fn parse_key_value(s: &str) -> Result<(String, String), String> {
    match s.split_once('=') {
        Some((key, value)) if !key.trim().is_empty() && !value.trim().is_empty() => {
            Ok((key.trim().to_string(), value.trim().to_string()))
        }
        _ => Err(format!("expected NAME=VALUE, got `{s}`")),
    }
}

fn parse_argument(s: &str) -> Result<(String, serde_json::Value), String> {
    let (name, value) = s
        .split_once('=')
        .filter(|(name, _)| !name.trim().is_empty())
        .ok_or_else(|| format!("expected NAME=VALUE, got `{s}`"))?;
    let value = serde_json::from_str(value)
        .unwrap_or_else(|_| serde_json::Value::String(value.to_string()));
    Ok((name.trim().to_string(), value))
}
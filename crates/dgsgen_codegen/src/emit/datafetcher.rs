//! Server-side handler stubs for query fields.

use super::Context;
use crate::java::{JavaType, JavaWriter, Primitive};
use crate::output::{FileKind, GeneratedFile};
use dgsgen_naming::upper_camel;
use dgsgen_syntax::OperationType;

const DGS_COMPONENT: &str = "com.netflix.graphql.dgs.DgsComponent";
const DGS_DATA: &str = "com.netflix.graphql.dgs.DgsData";
const ENVIRONMENT: &str = "graphql.schema.DataFetchingEnvironment";

/// Emits one `@DgsComponent` per selected query field.
pub fn emit(ctx: &Context<'_>) -> Vec<GeneratedFile> {
    let Some(root) = ctx.graph().roots().get(OperationType::Query) else {
        return Vec::new();
    };
    let parent = &ctx.graph().get(root).name;
    ctx.operation_fields(OperationType::Query)
        .into_iter()
        .map(|field| {
            let class = format!("{}Datafetcher", upper_camel(&field.node.name));
            let mut w = JavaWriter::new(ctx.datafetchers_package.clone(), &class);
            let component = w.class(DGS_COMPONENT);
            let data = w.class(DGS_DATA);
            let env = w.class(ENVIRONMENT);
            let java = ctx.java_type(&field.node.ty, false);
            let ty = w.ty(&java);

            ctx.generated_annotation(&mut w);
            w.line(&format!("@{component}"));
            w.open(&format!("public class {class}"));
            w.line(&format!(
                "@{data}(parentType = \"{parent}\", field = \"{}\")",
                field.node.name
            ));
            w.open(&format!(
                "public {ty} {}({env} dataFetchingEnvironment)",
                field.names.getter
            ));
            w.line(&format!("return {};", stub_value(&java)));
            w.close();
            w.close();
            ctx.file(FileKind::Datafetcher, &ctx.datafetchers_package, &class, w)
        })
        .collect()
}

/// A placeholder return value of the given type.
fn stub_value(java: &JavaType) -> &'static str {
    if java.is_class("java.lang.String") {
        return "\"\"";
    }
    match java.primitive_kind() {
        Some(Primitive::Boolean) => "false",
        Some(Primitive::Int) => "0",
        Some(Primitive::Long) => "0L",
        Some(Primitive::Double) => "0.0",
        None => "null",
    }
}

● WORK TO BE COMPLETED: Please retype the listing word for word, from its first line through the line containing "const DGS_COMPONENT: &str", and add nothing else.

● OUTPUT OF THE EXERCISE:
fn parse_key_value(s: &str) -> Result<(String, String), String> {
    match s.split_once('=') {
        Some((key, value)) if !key.trim().is_empty() && !value.trim().is_empty() => {
            Ok((key.trim().to_string(), value.trim().to_string()))
        }
        _ => Err(format!("expected NAME=VALUE, got `{s}`")),
    }
}

fn parse_argument(s: &str) -> Result<(String, serde_json::Value), String> {
    let (name, value) = s
        .split_once('=')
        .filter(|(name, _)| !name.trim().is_empty())
        .ok_or_else(|| format!("expected NAME=VALUE, got `{s}`"))?;
    let value = serde_json::from_str(value)
        .unwrap_or_else(|_| serde_json::Value::String(value.to_string()));
    Ok((name.trim().to_string(), value))
}
filename crates/dgsgen_codegen/src/emit/datafetcher.rs
//! Server-side handler stubs for query fields.

use super::Context;
use crate::java::{JavaType, JavaWriter, Primitive};
use crate::output::{FileKind, GeneratedFile};
use dgsgen_naming::upper_camel;
use dgsgen_syntax::OperationType;

const DGS_COMPONENT: &str = "com.netflix.graphql.dgs.DgsComponent";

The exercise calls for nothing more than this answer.